** Information follows **

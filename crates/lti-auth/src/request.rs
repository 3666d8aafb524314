//! The normalized inbound request seen by the validator.

use http::header::{AUTHORIZATION, CONTENT_TYPE, HOST};
use http::uri::Authority;
use http::{HeaderMap, HeaderName, HeaderValue, Method, Uri};
use lti_core::Params;

use crate::canonical::build_base_uri;
use crate::error::AuthError;
use crate::oauth1::{is_oauth_header, parse_authorization_header};

const FORWARDED_PROTO: &str = "x-forwarded-proto";
const FORM_CONTENT_TYPE: &str = "application/x-www-form-urlencoded";

/// An inbound launch or service request: transport metadata plus the decoded
/// body parameters.
///
/// The request is never mutated by validation.
///
/// # Examples
///
/// ```
/// use http::Method;
/// use lti_auth::IncomingRequest;
/// use lti_core::Params;
///
/// let params = Params::from_urlencoded(b"oauth_consumer_key=abc");
/// let request = IncomingRequest::from_params(Method::POST, "https://tool.test/launch", params).unwrap();
/// assert_eq!(request.base_uri().unwrap(), "https://tool.test/launch");
/// ```
#[derive(Debug, Clone)]
pub struct IncomingRequest {
    method: Method,
    uri: Uri,
    headers: HeaderMap,
    params: Params,
}

impl IncomingRequest {
    /// Build a request from HTTP request parts and already-decoded body parameters.
    #[must_use]
    pub fn new(parts: http::request::Parts, params: Params) -> Self {
        Self {
            method: parts.method,
            uri: parts.uri,
            headers: parts.headers,
            params,
        }
    }

    /// Build a request from HTTP request parts and the raw body.
    ///
    /// The body contributes parameters only when it is form-encoded; any other
    /// content type (an XML outcome request, say) leaves the body params empty.
    #[must_use]
    pub fn from_parts(parts: http::request::Parts, body: &[u8]) -> Self {
        let is_form = parts
            .headers
            .get(CONTENT_TYPE)
            .and_then(|v| v.to_str().ok())
            .is_some_and(is_form_content_type);

        let params = if is_form {
            Params::from_urlencoded(body)
        } else {
            Params::new()
        };

        Self::new(parts, params)
    }

    /// Build a request from a method, an absolute URL, and body parameters.
    ///
    /// # Errors
    ///
    /// Returns [`AuthError::Malformed`] if `url` cannot be parsed.
    pub fn from_params(method: Method, url: &str, params: Params) -> Result<Self, AuthError> {
        let uri: Uri = url
            .parse()
            .map_err(|e| AuthError::Malformed(format!("invalid request URL {url}: {e}")))?;

        Ok(Self {
            method,
            uri,
            headers: HeaderMap::new(),
            params,
        })
    }

    /// Add a header, returning the updated request.
    #[must_use]
    pub fn with_header(mut self, name: HeaderName, value: HeaderValue) -> Self {
        self.headers.append(name, value);
        self
    }

    /// The HTTP method.
    #[must_use]
    pub fn method(&self) -> &Method {
        &self.method
    }

    /// The request URI as received.
    #[must_use]
    pub fn uri(&self) -> &Uri {
        &self.uri
    }

    /// The request headers.
    #[must_use]
    pub fn headers(&self) -> &HeaderMap {
        &self.headers
    }

    /// The decoded body parameters.
    #[must_use]
    pub fn params(&self) -> &Params {
        &self.params
    }

    /// The decoded query string parameters.
    #[must_use]
    pub fn query_params(&self) -> Params {
        self.uri
            .query()
            .map(|q| Params::from_urlencoded(q.as_bytes()))
            .unwrap_or_default()
    }

    /// The parameters of an `Authorization: OAuth` header, if one is present.
    ///
    /// Headers using another scheme are ignored.
    ///
    /// # Errors
    ///
    /// Returns [`AuthError::Malformed`] if an OAuth header cannot be parsed.
    pub fn authorization_params(&self) -> Result<Option<Params>, AuthError> {
        let Some(value) = self.headers.get(AUTHORIZATION) else {
            return Ok(None);
        };
        let value = value
            .to_str()
            .map_err(|_| AuthError::Malformed("Authorization header is not ASCII".to_owned()))?;

        if !is_oauth_header(value) {
            return Ok(None);
        }
        parse_authorization_header(value).map(Some)
    }

    /// Every parameter that takes part in the signature: body, query string and
    /// OAuth header, in that order.
    ///
    /// # Errors
    ///
    /// Returns [`AuthError::Malformed`] if an OAuth header cannot be parsed.
    pub fn signature_params(&self) -> Result<Params, AuthError> {
        let mut merged = self.params.clone();
        for (key, value) in self.query_params().pairs() {
            merged.append(key, value);
        }
        if let Some(header_params) = self.authorization_params()? {
            for (key, value) in header_params.pairs() {
                merged.append(key, value);
            }
        }
        Ok(merged)
    }

    /// The base string URI used in the OAuth signature.
    ///
    /// Origin-form request targets are completed from the `Host` header, and
    /// from `X-Forwarded-Proto` when the scheme is not known.
    ///
    /// # Errors
    ///
    /// Returns [`AuthError::Malformed`] if no host can be determined.
    pub fn base_uri(&self) -> Result<String, AuthError> {
        let scheme = self
            .uri
            .scheme_str()
            .or_else(|| self.header_str(FORWARDED_PROTO))
            .unwrap_or("http");

        let authority = match self.uri.authority() {
            Some(authority) => authority.clone(),
            None => {
                let host = self
                    .header_str(HOST.as_str())
                    .ok_or_else(|| AuthError::Malformed("request URL has no host".to_owned()))?;
                host.parse::<Authority>()
                    .map_err(|e| AuthError::Malformed(format!("invalid Host header {host}: {e}")))?
            }
        };

        Ok(build_base_uri(
            scheme,
            authority.host(),
            authority.port_u16(),
            self.uri.path(),
        ))
    }

    fn header_str(&self, name: &str) -> Option<&str> {
        self.headers.get(name).and_then(|v| v.to_str().ok())
    }
}

/// Media types are case-insensitive and may carry parameters such as `charset`.
fn is_form_content_type(value: &str) -> bool {
    value
        .split(';')
        .next()
        .is_some_and(|media_type| media_type.trim().eq_ignore_ascii_case(FORM_CONTENT_TYPE))
}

** End of Information **

A full, exact copy of the entries is the required answer.

filename crates/lti-auth/src/request.rs
repository 3666d8aafb524314
//! The normalized inbound request seen by the validator.

use http::header::{AUTHORIZATION, CONTENT_TYPE, HOST};
use http::uri::Authority;
use http::{HeaderMap, HeaderName, HeaderValue, Method, Uri};
use lti_core::Params;

use crate::canonical::build_base_uri;
use crate::error::AuthError;
use crate::oauth1::{is_oauth_header, parse_authorization_header};

const FORWARDED_PROTO: &str = "x-forwarded-proto";
const FORM_CONTENT_TYPE: &str = "application/x-www-form-urlencoded";

/// An inbound launch or service request: transport metadata plus the decoded
/// body parameters.
///
/// The request is never mutated by validation.
///
/// # Examples
///
/// ```
/// use http::Method;
/// use lti_auth::IncomingRequest;
/// use lti_core::Params;
///
/// let params = Params::from_urlencoded(b"oauth_consumer_key=abc");
/// let request = IncomingRequest::from_params(Method::POST, "https://tool.test/launch", params).unwrap();
/// assert_eq!(request.base_uri().unwrap(), "https://tool.test/launch");
/// ```
#[derive(Debug, Clone)]
pub struct IncomingRequest {
    method: Method,
    uri: Uri,
    headers: HeaderMap,
    params: Params,
}

impl IncomingRequest {
    /// Build a request from HTTP request parts and already-decoded body parameters.
    #[must_use]
    pub fn new(parts: http::request::Parts, params: Params) -> Self {
        Self {
            method: parts.method,
            uri: parts.uri,
            headers: parts.headers,
            params,
        }
    }

    /// Build a request from HTTP request parts and the raw body.
    ///
    /// The body contributes parameters only when it is form-encoded; any other
    /// content type (an XML outcome request, say) leaves the body params empty.
    #[must_use]
    pub fn from_parts(parts: http::request::Parts, body: &[u8]) -> Self {
        let is_form = parts
            .headers
            .get(CONTENT_TYPE)
            .and_then(|v| v.to_str().ok())
            .is_some_and(is_form_content_type);

        let params = if is_form {
            Params::from_urlencoded(body)
        } else {
            Params::new()
        };

        Self::new(parts, params)
    }

    /// Build a request from a method, an absolute URL, and body parameters.
    ///
    /// # Errors
    ///
    /// Returns [`AuthError::Malformed`] if `url` cannot be parsed.
    pub fn from_params(method: Method, url: &str, params: Params) -> Result<Self, AuthError> {
        let uri: Uri = url
            .parse()
            .map_err(|e| AuthError::Malformed(format!("invalid request URL {url}: {e}")))?;

        Ok(Self {
            method,
            uri,
            headers: HeaderMap::new(),
            params,
        })
    }

    /// Add a header, returning the updated request.
    #[must_use]
    pub fn with_header(mut self, name: HeaderName, value: HeaderValue) -> Self {
        self.headers.append(name, value);
        self
    }

    /// The HTTP method.
    #[must_use]
    pub fn method(&self) -> &Method {
        &self.method
    }

    /// The request URI as received.
    #[must_use]
    pub fn uri(&self) -> &Uri {
        &self.uri
    }

    /// The request headers.
    #[must_use]
    pub fn headers(&self) -> &HeaderMap {
        &self.headers
    }

    /// The decoded body parameters.
    #[must_use]
    pub fn params(&self) -> &Params {
        &self.params
    }

    /// The decoded query string parameters.
    #[must_use]
    pub fn query_params(&self) -> Params {
        self.uri
            .query()
            .map(|q| Params::from_urlencoded(q.as_bytes()))
            .unwrap_or_default()
    }

    /// The parameters of an `Authorization: OAuth` header, if one is present.
    ///
    /// Headers using another scheme are ignored.
    ///
    /// # Errors
    ///
    /// Returns [`AuthError::Malformed`] if an OAuth header cannot be parsed.
    pub fn authorization_params(&self) -> Result<Option<Params>, AuthError> {
        let Some(value) = self.headers.get(AUTHORIZATION) else {
            return Ok(None);
        };
        let value = value
            .to_str()
            .map_err(|_| AuthError::Malformed("Authorization header is not ASCII".to_owned()))?;

        if !is_oauth_header(value) {
            return Ok(None);
        }
        parse_authorization_header(value).map(Some)
    }

    /// Every parameter that takes part in the signature: body, query string and
    /// OAuth header, in that order.
    ///
    /// # Errors
    ///
    /// Returns [`AuthError::Malformed`] if an OAuth header cannot be parsed.
    pub fn signature_params(&self) -> Result<Params, AuthError> {
        let mut merged = self.params.clone();
        for (key, value) in self.query_params().pairs() {
            merged.append(key, value);
        }
        if let Some(header_params) = self.authorization_params()? {
            for (key, value) in header_params.pairs() {
                merged.append(key, value);
            }
        }
        Ok(merged)
    }

    /// The base string URI used in the OAuth signature.
    ///
    /// Origin-form request targets are completed from the `Host` header, and
    /// from `X-Forwarded-Proto` when the scheme is not known.
    ///
    /// # Errors
    ///
    /// Returns [`AuthError::Malformed`] if no host can be determined.
    pub fn base_uri(&self) -> Result<String, AuthError> {
        let scheme = self
            .uri
            .scheme_str()
            .or_else(|| self.header_str(FORWARDED_PROTO))
            .unwrap_or("http");

        let authority = match self.uri.authority() {
            Some(authority) => authority.clone(),
            None => {
                let host = self
                    .header_str(HOST.as_str())
                    .ok_or_else(|| AuthError::Malformed("request URL has no host".to_owned()))?;
                host.parse::<Authority>()
                    .map_err(|e| AuthError::Malformed(format!("invalid Host header {host}: {e}")))?
            }
        };

        Ok(build_base_uri(
            scheme,
            authority.host(),
            authority.port_u16(),
            self.uri.path(),
        ))
    }

    fn header_str(&self, name: &str) -> Option<&str> {
        self.headers.get(name).and_then(|v| v.to_str().ok())
    }
}

/// Media types are case-insensitive and may carry parameters such as `charset`.
fn is_form_content_type(value: &str) -> bool {
    value
        .split(';')
        .next()
        .is_some_and(|media_type| media_type.trim().eq_ignore_ascii_case(FORM_CONTENT_TYPE))
}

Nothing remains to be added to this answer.